Publié le Jeudi 20 Février 2014 à

Culture > Cinéma

FIFA de Mons: coup de cœur à Dominique Pinon, une vraie gueule de cinéma

Au Festival de Mons, Pierre Germay

Connu, au cinéma comme au théâtre, pour sa gueule d’acteur, lancé par Beineix dans les années 80 («Diva», «La lune dans le caniveau», «37,2°, le matin») avant d’intégrer l’univers de Jean-Pierre Jeunet («Delicatessen», «Alien, la résurrection», «Le fabuleux destin d’Amélie Poulain»), Dominique Pinon est l’un des coups cœur de ce 30e Festival International du Film d’Amour de Mons.

ERIC GHISLAIN

Brève rencontre avec l’un des seconds rôles du cinéma les plus sous-estimés.

Comment définiriez-vous l’amour au cinéma ?

«L’amour, c’est ce qui nous anime. Au cinéma, il y a quasiment toujours de l’amour. Et il y a tellement d’aspects, tellement de façons pour décliner l’amour au cinéma.»

Quel serait ainsi votre film d’amour préféré ?

«Impossible de répondre à pareille question. Disons « Manhattan » de Woody Allen. Ou un film de Casavettes, avec Gena Rowlands. Et puis « Un homme et une femme » de Lelouch, bien sûr.»

Précisément, comment avez-vous rencontré Claude Lelouch avec qui vous avez tourné à plusieurs reprises ?

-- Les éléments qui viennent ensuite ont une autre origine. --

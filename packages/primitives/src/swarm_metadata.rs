use derive_more::Constructor;

/// Swarm statistics for one torrent.
///
/// This is the per-file dictionary of the scrape response.
///
/// See [BEP 48: Tracker Protocol Extension: Scrape](https://www.bittorrent.org/beps/bep_0048.html)
#[derive(Copy, Clone, Debug, PartialEq, Eq, PartialOrd, Ord, Hash, Default, Constructor, serde::Serialize)]
pub struct SwarmMetadata {
    /// (i.e. `downloaded`): The number of peers that have ever completed
    /// downloading a given torrent. Completion accounting is owned by an
    /// external collaborator, so the in-memory registry always reports zero.
    pub downloaded: u32,

    /// (i.e. `complete`): The number of active seeders.
    pub complete: u32,

    /// (i.e. `incomplete`): The number of active leechers.
    pub incomplete: u32,
}

impl SwarmMetadata {
    #[must_use]
    pub fn zeroed() -> Self {
        Self::default()
    }

    #[must_use]
    pub fn seeders(&self) -> u32 {
        self.complete
    }

    #[must_use]
    pub fn leechers(&self) -> u32 {
        self.incomplete
    }
}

«La première fois, c’est quand j’étais très jeune comédien. En fait, il m’avait filmé lors de bouts d’essais en vue « Partir, revenir ». Puis, un jour, il avait besoin de quelqu’un qui aie de l’expérience et il s’est souvenu de moi. C’était pour « Roman de gare ». C’est un film qui parle beaucoup d’identité. Et comme je suis un peu moins marqué comme acteur, c’est peut-être pour cela qu’il m’a choisi. C’est un film que j’adore, c’était vraiment un très beau cadeau de sa part

Il y a aussi Jean-Pierre Jeunet qui a beaucoup compté pour vous ?

«On est arrivé de province à Paris en même temps, par hasard. J’ai passé des essais pour lui. Il m’avait vu dans « Diva » de Beineix. « Delicatessen » était un premier film pour tous, pour lui, pour moi, pour l’équipe technique, c’est ainsi qu’on a fait ce premier film avec un grand enthousiasme.»

Vous montez aussi très souvent sur les planches de théâtres ?

«Oui et j’ai une anecdote à ce sujet : lors de ma toute première pièce, un journaliste des chroniques littéraires a terminé son papier en écrivant : retenez bien son nom, Dominique Pisson !!!»

Un peu à l’instar d’un Michel Galabru, vous jouez des premiers rôles au théâtre et le plus souvent des seconds rôles au cinéma : pourquoi ?

«C’est peut-être que les gens de cinéma n’y connaissent rien ! Moi, je ne peux exister que si je fais les deux, du cinéma et du théâtre, c’est le même métier. Et puis il y a des seconds rôles qui frappent plus que des premiers rôles. Ceci dit, je suis toujours demandeur. Et premiers rôles ou seconds rôles, peu m’importe, je suis heureux comme ça.»

Votre parcours est jalonné d’amis réalisateurs avec qui vous avez tourné plusieurs fois. C’est important l’amitié dans ce métier ?

«Oui mais c’est aussi important de découvrir de nouveaux talents. J’essaie toujours de mettre la barre plus haut.»

Aimeriez-vous passer à la réalisation ?

«Non. J’aurais bien l’envie de raconter une histoire, mais la réaliser, non ! J’aurais beaucoup de mal, je crois. Moi, j’aime jouer, être dirigé.»